//! CLI logic for the Strata ownership diagram tool.
//!
//! Each invocation loads the session stored in the structure file, applies
//! one command and writes the session back. Store commands go through the
//! backend selected by the configuration.

pub mod error_adapter;

mod args;
mod config;

pub use args::{Args, Command, EntityCommand, RelationCommand, TemplateCommand};

use std::{fs, path::Path};

use log::{debug, info, warn};

use strata::{
    DiagramRenderer, Session, StrataError,
    analysis::Analyzer,
    config::AppConfig,
    geometry::Point,
    model::{EntityPatch, RelationshipExtras, RelationshipPatch},
    open_store,
    templates::{BUILTIN_TEMPLATES, find_template},
};

/// Run the Strata CLI application
///
/// # Arguments
///
/// * `args` - Command-line arguments
///
/// # Errors
///
/// Returns `StrataError` for:
/// - File I/O errors, including a missing structure file
/// - Configuration loading errors
/// - Malformed JSON patches or structure files
/// - Store, analysis and export errors
pub fn run(args: &Args) -> Result<(), StrataError> {
    info!(file = args.file; "Processing structure");

    let app_config = config::load_config(args.config.as_ref())?;
    let file = Path::new(&args.file);

    match &args.command {
        Command::New { name } => {
            let mut session = Session::new();
            if let Some(name) = name {
                session.set_name(name.clone());
            }
            write_session(file, &session)?;
            println!("{}", session.id());
        }
        Command::Rename { name } => {
            edit_session(file, |session| {
                session.set_name(name.clone());
                Ok(())
            })?;
        }
        Command::Template(command) => run_template(file, command)?,
        Command::Entity(command) => run_entity(file, command)?,
        Command::Relation(command) => run_relation(file, command)?,
        Command::Connect {
            pivot,
            targets,
            direction,
        } => {
            let created =
                edit_session(file, |session| Ok(session.batch_connect(pivot, targets, *direction)))?;
            for id in created {
                println!("{id}");
            }
        }
        Command::Route => {
            let session = read_session(file)?;
            let routes = DiagramRenderer::new(app_config).route(session.diagram());
            println!("{}", serde_json::to_string_pretty(&routes)?);
        }
        Command::Render { output } => {
            let session = read_session(file)?;
            let output = output.clone().unwrap_or_else(|| session.diagram_file_name());
            render(app_config, &session, &output)?;
        }
        Command::Save => {
            let session = read_session(file)?;
            let store = open_store(&app_config)?;
            session.save(store.as_ref())?;
            println!("{}", session.id());
        }
        Command::Open { target } => {
            let id = Session::id_from_share_url(target).unwrap_or_else(|| target.clone());
            let store = open_store(&app_config)?;
            match Session::open(store.as_ref(), &id)? {
                Some(session) => write_session(file, &session)?,
                None => warn!(id; "No stored structure with this id, nothing opened"),
            }
        }
        Command::List => {
            let store = open_store(&app_config)?;
            for summary in store.list()? {
                println!(
                    "{}  {}  {}",
                    summary.id,
                    summary.updated_at.to_rfc3339(),
                    summary.name
                );
            }
        }
        Command::Delete { id } => {
            let store = open_store(&app_config)?;
            store.delete(id)?;
        }
        Command::Share => {
            let session = read_session(file)?;
            println!("{}", session.share_url(app_config.share().base_url())?);
        }
        Command::Analyze { output } => {
            let session = read_session(file)?;
            let analyzer = Analyzer::from_config(app_config.analysis())?;
            let report = session.analyze(&analyzer)?;

            let output = output.clone().unwrap_or_else(|| session.analysis_file_name());
            fs::write(&output, session.report_text(&report))?;
            info!(output_file = output; "Analysis report written");
        }
    }

    Ok(())
}

fn run_template(file: &Path, command: &TemplateCommand) -> Result<(), StrataError> {
    match command {
        TemplateCommand::List => {
            for template in &BUILTIN_TEMPLATES {
                println!("{:<18} {}", template.slug(), template.title());
            }
        }
        TemplateCommand::Apply { slug } => {
            let template =
                find_template(slug).ok_or_else(|| StrataError::UnknownTemplate(slug.clone()))?;
            edit_session(file, |session| session.apply_template(template))?;
        }
    }
    Ok(())
}

fn run_entity(file: &Path, command: &EntityCommand) -> Result<(), StrataError> {
    match command {
        EntityCommand::Add {
            entity_type,
            shape,
            name,
            x,
            y,
        } => {
            let id = edit_session(file, |session| {
                let diagram = session.diagram_mut();
                let id = match (x, y) {
                    (Some(x), Some(y)) => diagram.add_entity_at(*entity_type, *shape, Point::new(*x, *y)),
                    _ => diagram.add_entity(*entity_type, *shape),
                }
                .id()
                .to_string();

                if let Some(name) = name {
                    let patch = EntityPatch {
                        name: Some(name.clone()),
                        ..EntityPatch::default()
                    };
                    diagram.update_entity(&id, patch);
                }
                Ok(id)
            })?;
            println!("{id}");
        }
        EntityCommand::Update { id, patch } => {
            let patch: EntityPatch = serde_json::from_str(patch)?;
            edit_session(file, |session| {
                session.diagram_mut().update_entity(id, patch);
                Ok(())
            })?;
        }
        EntityCommand::Move { id, x, y } => {
            edit_session(file, |session| {
                session.diagram_mut().move_entity(id, Point::new(*x, *y));
                Ok(())
            })?;
        }
        EntityCommand::Remove { id } => {
            edit_session(file, |session| {
                session.diagram_mut().delete_entity(id);
                Ok(())
            })?;
        }
    }
    Ok(())
}

fn run_relation(file: &Path, command: &RelationCommand) -> Result<(), StrataError> {
    match command {
        RelationCommand::Add {
            from,
            to,
            relationship_type,
            label,
            percentage,
            amount,
            color,
            line_type,
            notes,
        } => {
            let label = label
                .clone()
                .unwrap_or_else(|| relationship_type.default_label());
            let extras = RelationshipExtras {
                percentage: *percentage,
                amount: amount.clone(),
                color: color.clone(),
                line_type: *line_type,
                notes: notes.clone(),
            };
            let id = edit_session(file, |session| {
                Ok(session
                    .diagram_mut()
                    .add_relationship(from, to, *relationship_type, label, extras)
                    .id()
                    .to_string())
            })?;
            println!("{id}");
        }
        RelationCommand::Flow {
            from,
            to,
            relationship_type,
        } => {
            let id = edit_session(file, |session| {
                Ok(session
                    .diagram_mut()
                    .add_income_flow(from, to, *relationship_type)
                    .id()
                    .to_string())
            })?;
            println!("{id}");
        }
        RelationCommand::Update { id, patch } => {
            let patch: RelationshipPatch = serde_json::from_str(patch)?;
            edit_session(file, |session| {
                session.diagram_mut().update_relationship(id, patch);
                Ok(())
            })?;
        }
        RelationCommand::Remove { id } => {
            edit_session(file, |session| {
                session.diagram_mut().delete_relationship(id);
                Ok(())
            })?;
        }
    }
    Ok(())
}

fn render(app_config: AppConfig, session: &Session, output: &str) -> Result<(), StrataError> {
    let renderer = DiagramRenderer::new(app_config);
    let is_svg = Path::new(output)
        .extension()
        .is_some_and(|ext| ext.eq_ignore_ascii_case("svg"));

    if is_svg {
        fs::write(output, renderer.render_svg(session.diagram())?)?;
    } else {
        fs::write(output, renderer.render_png(session.diagram())?)?;
    }

    info!(output_file = output, svg = is_svg; "Diagram exported successfully");
    Ok(())
}

fn read_session(file: &Path) -> Result<Session, StrataError> {
    let content = fs::read_to_string(file)?;
    let session: Session = serde_json::from_str(&content)?;
    debug!(
        id = session.id(),
        entities = session.diagram().entities().len();
        "Structure file loaded"
    );
    Ok(session)
}

fn write_session(file: &Path, session: &Session) -> Result<(), StrataError> {
    fs::write(file, serde_json::to_string_pretty(session)?)?;
    debug!(path = file.display().to_string(); "Structure file written");
    Ok(())
}

fn edit_session<T>(
    file: &Path,
    edit: impl FnOnce(&mut Session) -> Result<T, StrataError>,
) -> Result<T, StrataError> {
    let mut session = read_session(file)?;
    let result = edit(&mut session)?;
    write_session(file, &session)?;
    Ok(result)
}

====

→ What you will do
For each line above that contains the word "pivot", make a copy.

→ Output for this exercise
            pivot,
                edit_session(file, |session| Ok(session.batch_connect(pivot, targets, *direction)))?;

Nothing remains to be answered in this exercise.